L’Union européenne se penche sur une réalité que ses capitales préfèrent souvent reléguer aux marges. Son dernier rapport sur l’emploi et l’évolution sociale met en lumière un paradoxe qui traverse le continent : alors que les entreprises dénoncent la pénurie de main-d’œuvre, près de 51 millions de personnes en âge de travailler demeurent en dehors du marché. Derrière ce chiffre se trouvent surtout des femmes, des personnes âgées, des migrants et des individus en situation de handicap.

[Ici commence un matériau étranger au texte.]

use crate::core::geolocation::SwathGeometry;
use crate::core::projection::{surviving_points, CrsSpec, CrsTransformer};
use crate::core::resolution::{estimate_cell_size, AreaMethod};
use crate::types::{GeoTransform, GridExtent, GridParameters, SwathError, SwathResult};
use ndarray::Array1;

/// Relative tolerance for the resolved-grid consistency check
pub const CONSISTENCY_TOLERANCE: f64 = 1e-6;

/// Fully-resolved target grid: CRS, extent, cell sizes and pixel
/// dimensions, all mutually consistent. Rows run north-up (row 0 at
/// maximum y); cell sizes are positive with the sign convention confined
/// to the geotransform.
#[derive(Debug, Clone)]
pub struct TargetGrid {
    pub crs: CrsSpec,
    pub width: usize,
    pub height: usize,
    pub extent: GridExtent,
    /// Cell width in target CRS units
    pub x_res: f64,
    /// Cell height in target CRS units
    pub y_res: f64,
    /// How the default resolution was derived, when the request omitted it
    pub area_method: Option<AreaMethod>,
}

impl TargetGrid {
    /// (height, width), matching output array dimensions
    pub fn shape(&self) -> (usize, usize) {
        (self.height, self.width)
    }

    /// Cell-centre x coordinates, ascending
    pub fn x_coordinates(&self) -> Array1<f64> {
        let x_min = self.extent.x_min;
        let x_res = self.x_res;
        Array1::from_shape_fn(self.width, |col| x_min + (col as f64 + 0.5) * x_res)
    }

    /// Cell-centre y coordinates, descending (north-up)
    pub fn y_coordinates(&self) -> Array1<f64> {
        let y_max = self.extent.y_max;
        let y_res = self.y_res;
        Array1::from_shape_fn(self.height, |row| y_max - (row as f64 + 0.5) * y_res)
    }

    /// GDAL-convention geotransform (negative pixel height)
    pub fn geo_transform(&self) -> GeoTransform {
        GeoTransform {
            top_left_x: self.extent.x_min,
            pixel_width: self.x_res,
            rotation_x: 0.0,
            top_left_y: self.extent.y_max,
            rotation_y: 0.0,
            pixel_height: -self.y_res,
        }
    }

    /// Fractional grid coordinates (u along columns, v along rows) of a
    /// target CRS point; integers land on cell centres
    pub fn to_fractional(&self, x: f64, y: f64) -> (f64, f64) {
        (
            (x - self.extent.x_min) / self.x_res - 0.5,
            (self.extent.y_max - y) / self.y_res - 0.5,
        )
    }

    /// Whether a geographic grid's extent was resolved in the [0, 360)
    /// frame, so source longitudes below zero need a +360 shift before
    /// projection
    pub fn crosses_antimeridian(&self) -> bool {
        self.crs.is_geographic() && self.extent.x_max > 180.0
    }

    /// Invariant check on the resolved quadruple (extent, size, width,
    /// height): the grid covers the extent without a whole spare row or
    /// column, within relative tolerance
    pub fn validate_consistency(&self) -> SwathResult<()> {
        check_axis_consistency("x", self.extent.x_span(), self.x_res, self.width)?;
        check_axis_consistency("y", self.extent.y_span(), self.y_res, self.height)
    }
}

fn check_axis_consistency(axis: &str, span: f64, res: f64, cells: usize) -> SwathResult<()> {
    if cells == 0 || !(res > 0.0) || !res.is_finite() {
        return Err(SwathError::Processing(format!(
            "resolved grid is degenerate on the {} axis: {} cells of size {}",
            axis, cells, res
        )));
    }

    let tolerance = CONSISTENCY_TOLERANCE * span;

    if (cells as f64) * res < span - tolerance {
        return Err(SwathError::Processing(format!(
            "resolved grid does not cover the {} extent: {} cells of {} against span {}",
            axis, cells, res, span
        )));
    }

    if ((cells - 1) as f64) * res >= span + tolerance {
        return Err(SwathError::Processing(format!(
            "resolved grid overshoots the {} extent: {} cells of {} against span {}",
            axis, cells, res, span
        )));
    }

    Ok(())
}

/// Derives a complete grid specification from partial request parameters,
/// projecting the swath perimeter for whatever the request leaves out.
pub struct GridResolver;

impl GridResolver {
    /// Resolve with a transformer created from the request's CRS
    pub fn resolve(params: &GridParameters, geometry: &SwathGeometry) -> SwathResult<TargetGrid> {
        let crs = CrsSpec::from_request(params.crs.as_deref())?;
        let transformer = CrsTransformer::new(&crs)?;
        Self::resolve_with_transformer(params, geometry, &transformer)
    }

    /// Resolve against an existing transformer, letting callers share one
    /// transformer between grid resolution and swath mapping
    pub fn resolve_with_transformer(
        params: &GridParameters,
        geometry: &SwathGeometry,
        transformer: &CrsTransformer,
    ) -> SwathResult<TargetGrid> {
        Self::validate_request(params)?;

        let needs_extent = params.scale_extent.is_none();
        let needs_resolution = params.scale_size.is_none() && params.width.is_none();

        // Perimeter projection is shared by extent and resolution
        // derivation; skip it entirely for fully-specified requests.
        let projected = if needs_extent || needs_resolution {
            let samples = geometry.extent_sample_points();
            surviving_points(&transformer.project_perimeter(&samples))?
        } else {
            Vec::new()
        };

        let extent = match params.scale_extent {
            Some(requested) => {
                let extent = GridExtent {
                    x_min: requested.x.min,
                    x_max: requested.x.max,
                    y_min: requested.y.min,
                    y_max: requested.y.max,
                };
                log::info!(
                    "Request extent: x: [{}, {}], y: [{}, {}]",
                    extent.x_min,
                    extent.x_max,
                    extent.y_min,
                    extent.y_max
                );
                extent
            }
            None => {
                let extent = extent_from_points(&projected)?;
                log::info!(
                    "Calculated extent: x: [{}, {}], y: [{}, {}]",
                    extent.x_min,
                    extent.x_max,
                    extent.y_min,
                    extent.y_max
                );
                extent
            }
        };

        let mut area_method = None;
        let (x_res, y_res) = match (params.scale_size, params.width, params.height) {
            (Some(size), _, _) => {
                log::info!("Resolutions from request: ({}, {})", size.x, size.y);
                (size.x, size.y)
            }
            (None, Some(width), Some(height)) => {
                let x_res = extent.x_span() / width as f64;
                let y_res = extent.y_span() / height as f64;
                log::info!("Calculated x resolution from width: {}", x_res);
                log::info!("Calculated y resolution from height: {}", y_res);
                (x_res, y_res)
            }
            _ => {
                let (rows, cols) = geometry.shape();
                let estimate = estimate_cell_size(&projected, rows, cols)?;
                area_method = Some(estimate.method);
                log::info!("Calculated projected resolution: {}", estimate.cell_size);
                (estimate.cell_size, estimate.cell_size)
            }
        };

        let (width, height) = match (params.width, params.height) {
            (Some(width), Some(height)) => (width, height),
            _ => {
                // Covering dimensions: the grid must reach the far edge of
                // the extent, so partial trailing cells round up.
                let width = (extent.x_span() / x_res).ceil() as usize;
                let height = (extent.y_span() / y_res).ceil() as usize;
                log::info!("Calculated width: {}", width);
                log::info!("Calculated height: {}", height);
                (width, height)
            }
        };

        let grid = TargetGrid {
            crs: transformer.spec().clone(),
            width,
            height,
            extent,
            x_res,
            y_res,
            area_method,
        };
        grid.validate_consistency()?;

        Ok(grid)
    }

    fn validate_request(params: &GridParameters) -> SwathResult<()> {
        if params.scale_size.is_some() && (params.width.is_some() || params.height.is_some()) {
            return Err(SwathError::InvalidGridSpec(
                "'scaleSize', 'width' or/and 'height' cannot be used at the same time \
                 in the request"
                    .to_string(),
            ));
        }

        if params.width.is_some() && params.height.is_none() {
            return Err(SwathError::InvalidGridSpec("missing cell height".to_string()));
        }
        if params.height.is_some() && params.width.is_none() {
            return Err(SwathError::InvalidGridSpec("missing cell width".to_string()));
        }

        if params.width == Some(0) || params.height == Some(0) {
            return Err(SwathError::InvalidGridSpec(
                "width and height must be positive".to_string(),
            ));
        }

        if let Some(size) = params.scale_size {
            if !(size.x > 0.0) || !(size.y > 0.0) || !size.x.is_finite() || !size.y.is_finite() {
                return Err(SwathError::InvalidGridSpec(format!(
                    "scale sizes must be positive, got ({}, {})",
                    size.x, size.y
                )));
            }
        }

        if let Some(extent) = params.scale_extent {
            let values = [extent.x.min, extent.x.max, extent.y.min, extent.y.max];
            if values.iter().any(|value| !value.is_finite()) {
                return Err(SwathError::InvalidGridSpec(
                    "scale extent values must be finite".to_string(),
                ));
            }
            if extent.x.min >= extent.x.max || extent.y.min >= extent.y.max {
                return Err(SwathError::InvalidGridSpec(format!(
                    "scale extent is inverted or empty: x: [{}, {}], y: [{}, {}]",
                    extent.x.min, extent.x.max, extent.y.min, extent.y.max
                )));
            }
        }

        Ok(())
    }
}

fn extent_from_points(points: &[(f64, f64)]) -> SwathResult<GridExtent> {
    let mut x_min = f64::INFINITY;
    let mut x_max = f64::NEG_INFINITY;
    let mut y_min = f64::INFINITY;
    let mut y_max = f64::NEG_INFINITY;

    for &(x, y) in points {
        x_min = x_min.min(x);
        x_max = x_max.max(x);
        y_min = y_min.min(y);
        y_max = y_max.max(y);
    }

    if !(x_max > x_min) || !(y_max > y_min) {
        return Err(SwathError::InvalidGeometry(format!(
            "projected swath extent is degenerate: x: [{}, {}], y: [{}, {}]",
            x_min, x_max, y_min, y_max
        )));
    }

    Ok(GridExtent {
        x_min,
        x_max,
        y_min,
        y_max,
    })
}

Le document de Bruxelles dépasse les tableaux statistiques pour interroger la cohérence du modèle social européen. La croissance économique n’apparaît pas seulement comme une affaire de productivité ou d’innovations technologiques, elle dépend aussi de la capacité à transformer des groupes invisibles en acteurs à part entière. La Commission estime que si ces réserves de compétences étaient mieux intégrées, l’Europe pourrait compenser la baisse démographique qui menace de réduire la population active de dix-huit millions d’ici 2050.
Les femmes représentent la majorité de cette main-d’œuvre potentielle. Trente-deux millions d’entre elles se tiennent en marge du marché du travail, le plus souvent parce qu’elles assument les responsabilités familiales que les structures publiques ne prennent pas en charge. L’accès universel aux services de garde et une réforme des systèmes fiscaux constitueraient un levier essentiel pour transformer cette énergie sociale en moteur économique.
Les seniors constituent un autre réservoir stratégique. Vingt millions de personnes âgées de 55 à 64 ans pourraient continuer à participer à la vie productive si les règles de retraite se montraient plus souples, si la formation professionnelle s’adaptait à leur expérience et si la santé au travail faisait partie intégrante des politiques publiques.
Les migrants, quant à eux, concentrent un potentiel encore largement sous-estimé. Plus de sept millions demeurent en dehors de la vie active, freinés par des obstacles administratifs, des discriminations ou la non-reconnaissance de leurs qualifications. Pourtant, ils apportent des compétences essentielles dans les secteurs où la demande explose, de la logistique à la santé en passant par l’agriculture.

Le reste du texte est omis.